Through 'Lady Bird' we discover hate is not the opposite of love - film review
Although this is a film that revolves around a strong mother-daughter conflict, I found Lady Bird to be an easy and lighthearted story with a powerful message. If you've seen such recent foreign films as Xavier Dolans “I Killed My Mother” (2009), “Mommy” (2014) and Ursula Meiers “Sister” (2012), which revolve around ruined family foundations, it's refreshing to see a more uplifting American indie such as Lady Bird.

Neither the mother or daughter character are damaged, but both are carrying a burden which suppresses their kind and fiery souls, causing sparks to fly in the wrong directions. The mother just wants her daughter (who has decided to call herself Lady Bird) to be "the best version of herself that she can be”, and this hurts, because whatever she is now, is not good enough, “what if this is the best version of me?”
Parents always want their children to be better, but sometimes they just want to be accepted and embraced for who they are. Could you ever trust your child to grow up by themselves?

First-time director Greta Gerwig does a good job of putting together characters that are complimentary yet individually different. The school and home lives are two separate worlds, well intertwined and feeding off one another. Perhaps some scenes were disappointing in the lead characters' naivety and the attempted realism of the conversations between the school kids - superficial desires and the need to break into the cool circle, to then learn she hardly belongs. It seems Lady Bird should have known better than to neglect her only true friend.

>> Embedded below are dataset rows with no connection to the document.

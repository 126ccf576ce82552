use crate::chunking::ChunkingConfig;
use crate::config::RagConfig;
use crate::embeddings::{Embedder, OllamaEmbedder};
use crate::error::{AskError, ConfigError, IngestError, StartupError};
use crate::extractor::{LopdfExtractor, PdfExtractor};
use crate::ingest::{load_uploads, IngestionPipeline, IngestionReport};
use crate::llm::{build_prompt, ChatClient, ChatModel, OllamaChatClient};
use crate::models::{HealthStatus, QaTurn, UploadedDocument};
use crate::ocr::{OcrEngine, OcrFallback, PageRasterizer, PdftoppmRasterizer, TesseractOcr};
use crate::retriever::Retriever;
use crate::session::SessionLog;
use crate::stores::DiskVectorStore;
use crate::traits::VectorStore;
use std::path::PathBuf;
use std::sync::Arc;
use tracing::{error, info};

/// The pluggable collaborators behind the service.
#[derive(Clone)]
pub struct Backends {
    pub extractor: Arc<dyn PdfExtractor>,
    pub rasterizer: Arc<dyn PageRasterizer>,
    pub ocr_engine: Arc<dyn OcrEngine>,
    pub embedder: Arc<dyn Embedder>,
    pub chat: Arc<dyn ChatClient>,
}

impl Backends {
    /// lopdf extraction, poppler + tesseract OCR, Ollama embeddings and chat.
    pub fn local(config: &RagConfig) -> Result<Self, ConfigError> {
        Ok(Self {
            extractor: Arc::new(LopdfExtractor),
            rasterizer: Arc::new(PdftoppmRasterizer::default()),
            ocr_engine: Arc::new(TesseractOcr::default()),
            embedder: Arc::new(OllamaEmbedder::new(config)?),
            chat: Arc::new(OllamaChatClient::new(config)?),
        })
    }
}

pub struct RagService {
    store: Arc<DiskVectorStore>,
    ingestion: IngestionPipeline,
    retriever: Retriever,
    chat: Arc<dyn ChatClient>,
    sessions: SessionLog,
}

impl RagService {
    pub async fn open(config: RagConfig, backends: Backends) -> Result<Self, StartupError> {
        config.validate()?;

        let store = Arc::new(
            DiskVectorStore::open(&config.persist_dir, backends.embedder.model_name()).await?,
        );
        let ocr = OcrFallback::new(backends.rasterizer, backends.ocr_engine, config.ocr_dpi);
        let ingestion = IngestionPipeline::new(
            backends.extractor,
            ocr,
            backends.embedder.clone(),
            store.clone(),
            ChunkingConfig::from(&config),
            config.persist_policy,
        );
        let retriever = Retriever::new(backends.embedder, store.clone(), config.top_k);

        info!(
            persist_dir = %config.persist_dir.display(),
            top_k = config.top_k,
            "rag service ready"
        );

        Ok(Self {
            store,
            ingestion,
            retriever,
            chat: backends.chat,
            sessions: SessionLog::with_limit(config.session_history_limit),
        })
    }

    /// Number of uploaded files that contributed at least one chunk.
    pub async fn ingest(&self, uploads: Vec<UploadedDocument>) -> Result<usize, IngestError> {
        Ok(self.ingest_with_report(uploads).await?.ingested)
    }

    pub async fn ingest_with_report(
        &self,
        uploads: Vec<UploadedDocument>,
    ) -> Result<IngestionReport, IngestError> {
        self.ingestion.ingest(uploads).await
    }

    /// Reads `paths` (folders are walked for PDFs) and ingests what could be read.
    /// Files that cannot be read land in the report's skipped list.
    pub async fn ingest_paths(&self, paths: &[PathBuf]) -> Result<IngestionReport, IngestError> {
        let loaded = load_uploads(paths)?;
        let mut report = self.ingest_with_report(loaded.uploads).await?;
        report.skipped.splice(0..0, loaded.unreadable);
        Ok(report)
    }

    /// Answers `question` from retrieved context. The session log only changes on success.
    pub async fn ask(&self, session_id: &str, question: &str, model: &str) -> Result<String, AskError> {
        let model: ChatModel = model.parse()?;
        self.ask_model(session_id, question, model).await
    }

    pub async fn ask_model(
        &self,
        session_id: &str,
        question: &str,
        model: ChatModel,
    ) -> Result<String, AskError> {
        let hits = self.retriever.retrieve(question).await?;
        let context: Vec<&str> = hits.iter().map(|hit| hit.text.as_str()).collect();
        let prompt = build_prompt(&context, question);

        let answer = self.chat.complete(model, &prompt).await.map_err(|e| {
            error!(session_id, %model, error = %e, "answer generation failed");
            e
        })?;

        self.sessions.record(session_id, question, &answer).await;
        info!(session_id, %model, context_chunks = hits.len(), "question answered");
        Ok(answer)
    }

    pub async fn history(&self, session_id: &str) -> Vec<QaTurn> {
        self.sessions.history(session_id).await
    }

    pub fn health(&self) -> HealthStatus {
        HealthStatus::ok()
    }

    pub async fn entry_count(&self) -> usize {
        self.store.len().await
    }
}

However, the underlying message is a powerful one, especially for those struggling to accept their circumstances. We sometimes grow to hate things that are so near to us, but hate is not the opposite of love - indifference is. Hate shows that we care, that we pay attention. Lady Bird is never indifferent and neither is her mother. The only indifference prints from the cool blunt faced kids she tries to befriend. She herself pays attention to what her mother, to Sacramento, and to her school. But sometimes the only way to realise this is to move away, to learn how much we’ve grown to love everything we thought we despised.